*EXERCISE REQUIREMENTS*
Exactly as written, transcribe the lines that run from the one containing "pub fn get<H, F>(&mut" to the end of the records below.

*AVAILABLE RECORDS*

****

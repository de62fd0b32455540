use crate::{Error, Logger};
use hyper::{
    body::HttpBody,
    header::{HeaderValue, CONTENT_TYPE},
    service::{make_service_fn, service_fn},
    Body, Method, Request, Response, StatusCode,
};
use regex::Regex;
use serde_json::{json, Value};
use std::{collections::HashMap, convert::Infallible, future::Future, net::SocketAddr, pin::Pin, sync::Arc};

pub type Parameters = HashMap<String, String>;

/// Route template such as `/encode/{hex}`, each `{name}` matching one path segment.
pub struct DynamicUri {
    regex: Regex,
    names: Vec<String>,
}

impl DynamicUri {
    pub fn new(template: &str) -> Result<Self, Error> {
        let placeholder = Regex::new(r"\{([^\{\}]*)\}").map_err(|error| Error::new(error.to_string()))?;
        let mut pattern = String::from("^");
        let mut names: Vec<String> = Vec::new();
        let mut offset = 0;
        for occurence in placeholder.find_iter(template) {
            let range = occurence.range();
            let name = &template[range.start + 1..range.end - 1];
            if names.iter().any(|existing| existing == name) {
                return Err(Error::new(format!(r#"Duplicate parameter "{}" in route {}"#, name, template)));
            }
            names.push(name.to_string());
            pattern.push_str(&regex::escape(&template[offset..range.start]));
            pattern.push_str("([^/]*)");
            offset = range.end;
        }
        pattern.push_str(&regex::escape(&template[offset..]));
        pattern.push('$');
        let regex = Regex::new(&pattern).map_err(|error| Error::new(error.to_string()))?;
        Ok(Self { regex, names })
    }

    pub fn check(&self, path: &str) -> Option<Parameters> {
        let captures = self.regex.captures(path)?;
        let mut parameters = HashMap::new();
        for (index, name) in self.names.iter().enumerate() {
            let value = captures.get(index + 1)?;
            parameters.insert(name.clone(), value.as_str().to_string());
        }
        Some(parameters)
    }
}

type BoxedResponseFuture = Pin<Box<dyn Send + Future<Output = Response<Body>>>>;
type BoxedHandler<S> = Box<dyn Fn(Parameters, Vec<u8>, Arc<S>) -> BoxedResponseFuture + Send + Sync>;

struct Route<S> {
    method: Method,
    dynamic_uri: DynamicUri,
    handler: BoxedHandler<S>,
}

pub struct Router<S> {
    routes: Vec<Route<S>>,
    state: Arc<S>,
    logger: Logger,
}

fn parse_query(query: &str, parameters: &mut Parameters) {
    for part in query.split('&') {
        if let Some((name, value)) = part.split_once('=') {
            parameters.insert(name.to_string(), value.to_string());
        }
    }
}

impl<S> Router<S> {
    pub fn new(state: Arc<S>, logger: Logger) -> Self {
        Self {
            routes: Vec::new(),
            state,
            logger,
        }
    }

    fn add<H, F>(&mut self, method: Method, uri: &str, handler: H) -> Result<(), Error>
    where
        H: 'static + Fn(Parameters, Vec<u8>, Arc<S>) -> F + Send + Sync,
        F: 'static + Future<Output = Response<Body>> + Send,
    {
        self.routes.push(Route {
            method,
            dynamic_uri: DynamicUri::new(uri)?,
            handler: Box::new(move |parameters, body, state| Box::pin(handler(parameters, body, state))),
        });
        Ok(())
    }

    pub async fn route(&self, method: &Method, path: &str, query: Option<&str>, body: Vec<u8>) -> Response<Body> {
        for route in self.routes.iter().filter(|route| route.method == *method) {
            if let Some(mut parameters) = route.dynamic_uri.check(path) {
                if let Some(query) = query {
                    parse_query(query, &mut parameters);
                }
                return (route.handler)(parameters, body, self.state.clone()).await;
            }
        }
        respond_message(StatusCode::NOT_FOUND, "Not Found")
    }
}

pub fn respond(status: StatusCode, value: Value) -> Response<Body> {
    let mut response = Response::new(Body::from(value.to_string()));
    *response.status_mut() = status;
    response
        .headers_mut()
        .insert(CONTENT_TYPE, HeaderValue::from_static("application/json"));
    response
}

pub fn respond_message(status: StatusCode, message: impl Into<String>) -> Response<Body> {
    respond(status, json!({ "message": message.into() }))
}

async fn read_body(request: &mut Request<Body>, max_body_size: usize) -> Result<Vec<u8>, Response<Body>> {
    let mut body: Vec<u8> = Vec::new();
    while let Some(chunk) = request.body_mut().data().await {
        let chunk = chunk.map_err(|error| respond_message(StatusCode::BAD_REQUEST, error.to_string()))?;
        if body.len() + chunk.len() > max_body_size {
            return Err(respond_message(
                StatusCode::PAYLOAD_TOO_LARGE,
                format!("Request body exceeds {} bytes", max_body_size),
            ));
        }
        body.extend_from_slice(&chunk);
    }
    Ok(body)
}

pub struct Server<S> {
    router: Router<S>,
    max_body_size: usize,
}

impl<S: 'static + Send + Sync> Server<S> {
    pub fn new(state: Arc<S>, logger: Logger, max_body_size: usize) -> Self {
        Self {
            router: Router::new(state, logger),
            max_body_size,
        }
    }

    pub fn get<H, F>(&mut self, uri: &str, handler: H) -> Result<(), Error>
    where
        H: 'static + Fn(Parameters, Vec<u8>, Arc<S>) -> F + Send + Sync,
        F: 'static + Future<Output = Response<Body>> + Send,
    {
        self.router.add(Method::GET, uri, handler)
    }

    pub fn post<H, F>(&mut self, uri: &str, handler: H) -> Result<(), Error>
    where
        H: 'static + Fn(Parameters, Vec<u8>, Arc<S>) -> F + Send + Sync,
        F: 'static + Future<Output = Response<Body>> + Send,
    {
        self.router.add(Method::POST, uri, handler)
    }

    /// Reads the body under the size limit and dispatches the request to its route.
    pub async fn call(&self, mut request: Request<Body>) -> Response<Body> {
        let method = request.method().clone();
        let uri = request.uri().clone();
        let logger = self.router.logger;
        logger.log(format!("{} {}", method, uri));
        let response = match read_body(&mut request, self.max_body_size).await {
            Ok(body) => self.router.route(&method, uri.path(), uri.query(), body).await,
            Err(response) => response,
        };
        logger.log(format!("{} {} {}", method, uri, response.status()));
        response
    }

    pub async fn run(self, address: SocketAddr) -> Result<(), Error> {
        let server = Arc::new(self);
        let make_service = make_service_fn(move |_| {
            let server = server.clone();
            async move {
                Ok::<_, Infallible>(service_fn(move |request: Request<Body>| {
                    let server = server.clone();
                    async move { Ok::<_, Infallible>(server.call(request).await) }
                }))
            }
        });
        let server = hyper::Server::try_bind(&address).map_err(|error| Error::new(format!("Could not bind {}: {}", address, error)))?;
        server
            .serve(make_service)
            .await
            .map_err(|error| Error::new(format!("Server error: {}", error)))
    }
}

****

*RESULT*
    pub fn get<H, F>(&mut self, uri: &str, handler: H) -> Result<(), Error>
    where
        H: 'static + Fn(Parameters, Vec<u8>, Arc<S>) -> F + Send + Sync,
        F: 'static + Future<Output = Response<Body>> + Send,
    {
        self.router.add(Method::GET, uri, handler)
    }

    pub fn post<H, F>(&mut self, uri: &str, handler: H) -> Result<(), Error>
    where
        H: 'static + Fn(Parameters, Vec<u8>, Arc<S>) -> F + Send + Sync,
        F: 'static + Future<Output = Response<Body>> + Send,
    {
        self.router.add(Method::POST, uri, handler)
    }

    /// Reads the body under the size limit and dispatches the request to its route.
    pub async fn call(&self, mut request: Request<Body>) -> Response<Body> {
        let method = request.method().clone();
        let uri = request.uri().clone();
        let logger = self.router.logger;
        logger.log(format!("{} {}", method, uri));
        let response = match read_body(&mut request, self.max_body_size).await {
            Ok(body) => self.router.route(&method, uri.path(), uri.query(), body).await,
            Err(response) => response,
        };
        logger.log(format!("{} {} {}", method, uri, response.status()));
        response
    }

    pub async fn run(self, address: SocketAddr) -> Result<(), Error> {
        let server = Arc::new(self);
        let make_service = make_service_fn(move |_| {
            let server = server.clone();
            async move {
                Ok::<_, Infallible>(service_fn(move |request: Request<Body>| {
                    let server = server.clone();
                    async move { Ok::<_, Infallible>(server.call(request).await) }
                }))
            }
        });
        let server = hyper::Server::try_bind(&address).map_err(|error| Error::new(format!("Could not bind {}: {}", address, error)))?;
        server
            .serve(make_service)
            .await
            .map_err(|error| Error::new(format!("Server error: {}", error)))
    }
}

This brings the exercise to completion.